Isolate every line in the records below with "spacing" in it.

(Saved data entries)

══════════

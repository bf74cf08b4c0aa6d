// SPDX-License-Identifier: MPL-2.0
//! Slideshow view: the active slide, prev/next controls, indicators and the
//! settings panel.

use crate::domain::showcase::TransitionEffect;
use crate::domain::ui::AutoplaySpeed;
use crate::i18n::I18n;
use crate::showcase::{slideshow, Controller, Message};
use crate::ui::design_tokens::{sizing, spacing, typography};
use crate::ui::{settings, styles};
use iced::alignment::{Horizontal, Vertical};
use iced::widget::{button, image, Column, Container, Image, Row, Text};
use iced::{Element, Length, Padding};
use std::time::Duration;

/// How long a slide takes to settle after becoming active.
pub const TRANSITION_DURATION: Duration = Duration::from_millis(400);

/// Horizontal travel of the `slide` transition, in logical pixels.
const SLIDE_TRAVEL: f32 = 80.0;

/// Inset of the `zoom` transition at its start, in logical pixels.
const ZOOM_INSET: f32 = 32.0;

/// Contextual data needed to render the slideshow.
pub struct ViewContext<'a> {
    pub i18n: &'a I18n,
    pub controller: &'a Controller,
    pub speeds: &'a [AutoplaySpeed],
    /// Progress of the active slide's entrance, from 0.0 to 1.0.
    pub transition_progress: f32,
}

/// Visual parameters of a slide at a given entrance progress.
#[derive(Debug, Clone, Copy, PartialEq)]
struct Entrance {
    opacity: f32,
    padding: Padding,
}

fn entrance(effect: TransitionEffect, progress: f32) -> Entrance {
    let p = progress.clamp(0.0, 1.0);
    match effect {
        TransitionEffect::Fade => Entrance {
            opacity: p,
            padding: Padding::ZERO,
        },
        TransitionEffect::Slide => Entrance {
            opacity: 1.0,
            padding: Padding::ZERO.left((1.0 - p) * SLIDE_TRAVEL),
        },
        TransitionEffect::Zoom => Entrance {
            opacity: 1.0,
            padding: Padding::new((1.0 - p) * ZOOM_INSET),
        },
    }
}

pub fn view<'a>(ctx: ViewContext<'a>) -> Element<'a, Message> {
    let state = ctx.controller.slideshow();
    let slides = ctx.controller.slides();

    let mut column = Column::new().spacing(spacing::MD).width(Length::Fill);

    // Only the active slide is rendered; the others are hidden.
    match slides.get(state.current()) {
        Some(slide) => {
            let look = entrance(state.transition(), ctx.transition_progress);
            let picture = Image::new(image::Handle::from_path(&slide.source))
                .width(Length::Fill)
                .height(Length::Fixed(sizing::MAIN_IMAGE_HEIGHT))
                .opacity(look.opacity);
            column = column.push(
                Container::new(picture)
                    .width(Length::Fill)
                    .padding(look.padding)
                    .align_x(Horizontal::Center),
            );
            if let Some(caption) = &slide.caption {
                column = column.push(
                    Container::new(Text::new(caption.as_str()).size(typography::TITLE_MD))
                        .width(Length::Fill)
                        .align_x(Horizontal::Center),
                );
            }
        }
        None => {
            column = column.push(
                Container::new(Text::new(ctx.i18n.tr("slideshow-empty")).size(typography::BODY))
                    .width(Length::Fill)
                    .height(Length::Fixed(sizing::MAIN_IMAGE_HEIGHT))
                    .align_x(Horizontal::Center)
                    .align_y(Vertical::Center),
            );
        }
    }

    if state.total() > 0 {
        let counter = ctx.i18n.tr_with_args(
            "slideshow-counter",
            &[
                ("current", (state.current() + 1).into()),
                ("total", state.total().into()),
            ],
        );
        let controls = Row::new()
            .spacing(spacing::SM)
            .align_y(Vertical::Center)
            .push(
                button(Text::new(ctx.i18n.tr("slideshow-previous")))
                    .padding([6, 12])
                    .on_press(Message::Slideshow(slideshow::Message::Previous)),
            )
            .push(Text::new(counter).size(typography::BODY))
            .push(
                button(Text::new(ctx.i18n.tr("slideshow-next")))
                    .padding([6, 12])
                    .on_press(Message::Slideshow(slideshow::Message::Next)),
            );
        column = column.push(
            Container::new(controls)
                .width(Length::Fill)
                .align_x(Horizontal::Center),
        );

        let mut indicators = Row::new().spacing(spacing::XS);
        for index in 0..state.total() {
            indicators = indicators.push(
                button(Text::new((index + 1).to_string()).size(typography::CAPTION))
                    .padding([2, 8])
                    .width(Length::Shrink)
                    .height(Length::Fixed(sizing::INDICATOR_DOT * 2.0))
                    .style(styles::button_marker(state.is_active(index)))
                    .on_press(Message::Slideshow(slideshow::Message::Show(index as isize))),
            );
        }
        column = column.push(
            Container::new(indicators)
                .width(Length::Fill)
                .align_x(Horizontal::Center),
        );
    }

    column = column.push(settings::view(settings::ViewContext {
        i18n: ctx.i18n,
        preferences: ctx.controller.preferences(),
        speeds: ctx.speeds,
    }));

    column.into()
}

#[cfg(test)]
mod tests {
    use super::*;
    use crate::test_utils::assert_abs_diff_eq;

    #[test]
    fn fade_ramps_opacity() {
        assert_abs_diff_eq!(entrance(TransitionEffect::Fade, 0.0).opacity, 0.0);
        assert_abs_diff_eq!(entrance(TransitionEffect::Fade, 0.5).opacity, 0.5);
        assert_abs_diff_eq!(entrance(TransitionEffect::Fade, 1.0).opacity, 1.0);
    }

    #[test]
    fn slide_travels_from_the_left() {
        let start = entrance(TransitionEffect::Slide, 0.0);
        let end = entrance(TransitionEffect::Slide, 1.0);
        assert_abs_diff_eq!(start.padding.left, SLIDE_TRAVEL);
        assert_abs_diff_eq!(end.padding.left, 0.0);
        assert_abs_diff_eq!(start.opacity, 1.0);
    }

    #[test]
    fn zoom_shrinks_the_inset() {
        let start = entrance(TransitionEffect::Zoom, 0.0);
        assert_abs_diff_eq!(start.padding.top, ZOOM_INSET);
        assert_eq!(entrance(TransitionEffect::Zoom, 1.0).padding, Padding::ZERO);
    }

    #[test]
    fn progress_is_clamped() {
        assert_eq!(
            entrance(TransitionEffect::Fade, 3.0),
            entrance(TransitionEffect::Fade, 1.0)
        );
    }
}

══════════

**Answer section**.
use crate::ui::design_tokens::{sizing, spacing, typography};
    let mut column = Column::new().spacing(spacing::MD).width(Length::Fill);
            .spacing(spacing::SM)
        let mut indicators = Row::new().spacing(spacing::XS);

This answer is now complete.